10 Tips For A Soon To Be Graduate Designer

There’s light at the end of the tunnel

Words by: Alex Tomlinson

One and a half years ago I graduated from Kingston University completing a course in Graphic Design. After 3 years in incubation squirrelling away I was let loose on the real world. Looking back on my experience, these are the 10 takeaway tips from my transition from day-drinker to responsible adult.

1. Be Passionate About Your Work

If you can’t be excited and talk about your work, nobody else will be excited when you talk about it either. Talking people through your work is a really important skill. Whether you nailed the brief or it went pear shaped, you should always be excited about the work you’ve done. If you can’t talk about it, don’t put it in your portfolio.

2. Push Yourself to Breaking Point

The hardest thing I did in final year was to take on organising the digital side of our end of year show while trying to scrabble my own work together for the end of year assessment. The result was that I produced some of the strongest work in my portfolio because I wasn’t worrying about the constraints of academia.
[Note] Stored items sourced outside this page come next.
// passd — AES-256-GCM envelope sealing
//
// Every call to `encrypt` draws a fresh 96-bit nonce from the OS random
// source, so sealing the same password twice never yields the same
// envelope. `decrypt` verifies the GCM tag before releasing any plaintext.

use aes_gcm::aead::{Aead, KeyInit};
use aes_gcm::{Aes256Gcm, Nonce};
use rand::rngs::OsRng;
use rand::TryRngCore;
use sha2::{Digest, Sha256};
use subtle::ConstantTimeEq;
use zeroize::Zeroizing;

use crate::keystore::Key;

use super::{DecryptError, EncryptError};

/// Size of the GCM nonce prefixed to every envelope.
pub const NONCE_LEN: usize = 12;

/// Size of the SHA-256 digest used for password comparison.
pub const DIGEST_LEN: usize = 32;

#[allow(deprecated)]
fn cipher_for(key: &Key) -> Aes256Gcm {
    Aes256Gcm::new(aes_gcm::Key::<Aes256Gcm>::from_slice(key.as_bytes()))
}

/// Seal `plaintext` under `key`, returning `nonce || ciphertext || tag`.
#[allow(deprecated)]
pub fn encrypt(key: &Key, plaintext: &[u8]) -> Result<Vec<u8>, EncryptError> {
    let mut nonce_bytes = [0u8; NONCE_LEN];
    OsRng
        .try_fill_bytes(&mut nonce_bytes)
        .map_err(|e| EncryptError::Nonce(e.to_string()))?;

    let sealed = cipher_for(key)
        .encrypt(Nonce::from_slice(&nonce_bytes), plaintext)
        .map_err(|_| EncryptError::Seal)?;

    let mut envelope = Vec::with_capacity(NONCE_LEN + sealed.len());
    envelope.extend_from_slice(&nonce_bytes);
    envelope.extend_from_slice(&sealed);
    Ok(envelope)
}

/// Open an envelope produced by [`encrypt`].
///
/// Envelopes shorter than [`NONCE_LEN`] are rejected as `Malformed` before
/// any cipher work. Anything that fails tag verification (wrong key,
/// flipped bits, truncation) is `AuthenticationFailed` and yields no bytes.
#[allow(deprecated)]
pub fn decrypt(key: &Key, envelope: &[u8]) -> Result<Zeroizing<Vec<u8>>, DecryptError> {
    if envelope.len() < NONCE_LEN {
        return Err(DecryptError::Malformed {
            len: envelope.len(),
            min: NONCE_LEN,
        });
    }

    let (nonce, sealed) = envelope.split_at(NONCE_LEN);
    cipher_for(key)
        .decrypt(Nonce::from_slice(nonce), sealed)
        .map(Zeroizing::new)
        .map_err(|_| DecryptError::AuthenticationFailed)
}

/// One-way SHA-256 digest of `data`.
pub fn digest(data: &[u8]) -> [u8; DIGEST_LEN] {
    Sha256::digest(data).into()
}

/// Full-length comparison that does not stop at the first differing byte.
pub fn digests_match(a: &[u8], b: &[u8]) -> bool {
    a.len() == b.len() && bool::from(a.ct_eq(b))
}

// ─── Tests ───────────────────────────────────────────────────────────────────

#[cfg(test)]
mod tests {
    use super::*;

    /// GCM authentication tag length.
    const TAG_LEN: usize = 16;

    fn key(byte: u8) -> Key {
        Key::load(&[byte; crate::keystore::KEY_SIZE]).unwrap()
    }

    #[test]
    fn test_encrypt_decrypt_recovers_plaintext() {
        let k = key(1);
        let cases: [&[u8]; 4] = [
            b"",
            b"hunter2",
            "pässwörd ✓ 密码".as_bytes(),
            &[0u8, 255, 10, 13],
        ];
        for plaintext in cases {
            let envelope = encrypt(&k, plaintext).unwrap();
            let opened = decrypt(&k, &envelope).unwrap();
            assert_eq!(opened.as_slice(), plaintext);
        }
    }

    #[test]
    fn test_envelope_layout_length() {
        let k = key(2);
        let envelope = encrypt(&k, b"0123456789").unwrap();
        assert_eq!(envelope.len(), NONCE_LEN + 10 + TAG_LEN);
    }

    #[test]
    fn test_same_plaintext_gives_fresh_envelopes() {
        let k = key(3);
        let a = encrypt(&k, b"same password").unwrap();
        let b = encrypt(&k, b"same password").unwrap();
        assert_ne!(a, b, "Envelopes must differ for equal plaintexts");
        assert_ne!(a[..NONCE_LEN], b[..NONCE_LEN], "Nonces must not be reused");
    }

    #[test]
    fn test_decrypt_with_other_key_fails_authentication() {
        let envelope = encrypt(&key(4), b"secret").unwrap();
        assert_eq!(
            decrypt(&key(5), &envelope).unwrap_err(),
            DecryptError::AuthenticationFailed
        );
    }

    #[test]
    fn test_envelope_shorter_than_nonce_is_malformed() {
        let k = key(6);
        let short = vec![0u8; NONCE_LEN - 1];
        assert_eq!(
            decrypt(&k, &short).unwrap_err(),
            DecryptError::Malformed {
                len: NONCE_LEN - 1,
                min: NONCE_LEN
            }
        );
        assert!(matches!(
            decrypt(&k, &[]),
            Err(DecryptError::Malformed { len: 0, .. })
        ));
    }

    #[test]
    fn test_nonce_only_envelope_fails_authentication() {
        let k = key(7);
        let envelope = encrypt(&k, b"abc").unwrap();
        assert_eq!(
            decrypt(&k, &envelope[..NONCE_LEN]).unwrap_err(),
            DecryptError::AuthenticationFailed
        );
    }

    #[test]
    fn test_any_flipped_byte_is_detected() {
        let k = key(8);
        let envelope = encrypt(&k, b"tamper target").unwrap();

        // nonce, body and tag regions
        for index in [0, NONCE_LEN + 2, envelope.len() - 1] {
            let mut tampered = envelope.clone();
            tampered[index] ^= 0x01;
            assert_eq!(
                decrypt(&k, &tampered).unwrap_err(),
                DecryptError::AuthenticationFailed,
                "flip at byte {} must be rejected",
                index
            );
        }
    }

    #[test]
    fn test_truncated_envelope_is_detected() {
        let k = key(9);
        let envelope = encrypt(&k, b"truncate me").unwrap();
        let truncated = &envelope[..envelope.len() - 1];
        assert_eq!(
            decrypt(&k, truncated).unwrap_err(),
            DecryptError::AuthenticationFailed
        );
    }

    #[test]
    fn test_large_plaintext() {
        let k = key(10);
        let plaintext = vec![b'x'; 64 * 1024];
        let envelope = encrypt(&k, &plaintext).unwrap();
        assert_eq!(decrypt(&k, &envelope).unwrap().as_slice(), plaintext.as_slice());
    }

    #[test]
    fn test_digest_is_deterministic_and_distinguishing() {
        assert_eq!(digest(b"abc"), digest(b"abc"));
        assert_ne!(digest(b"abc"), digest(b"abd"));
        assert_eq!(digest(b"").len(), DIGEST_LEN);
    }

    #[test]
    fn test_digests_match() {
        let a = digest(b"one");
        let b = digest(b"two");
        assert!(digests_match(&a, &a));
        assert!(!digests_match(&a, &b));
        assert!(!digests_match(&a, &a[..DIGEST_LEN - 1]));
    }
}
Do a project using a technique you’ve never tried before. Push yourself to learn and don’t play anything safe. Safe design leads to boring visuals. Remember that people want to be wowed by you. If the overall impression of your work is “consistently average” you’ll have to do more work later. University is the time to be anarchic and experimental. Embrace it.

3. Put Yourself Forward for Everything

Life is full of twists of fate. You don’t know where you’re going to meet your first employer or which companies you’re going to be interning at. I met Vicki the day after our end-of-year show opened at the Hoxton Arches. I was there because I offered to deal with the collective hangover of our year group by staying the whole day invigilating the gallery with a couple of other people. During the day I met all sorts of wonderful people and although far fewer people than the opening night, plenty of industry professionals came in the next day to chat to.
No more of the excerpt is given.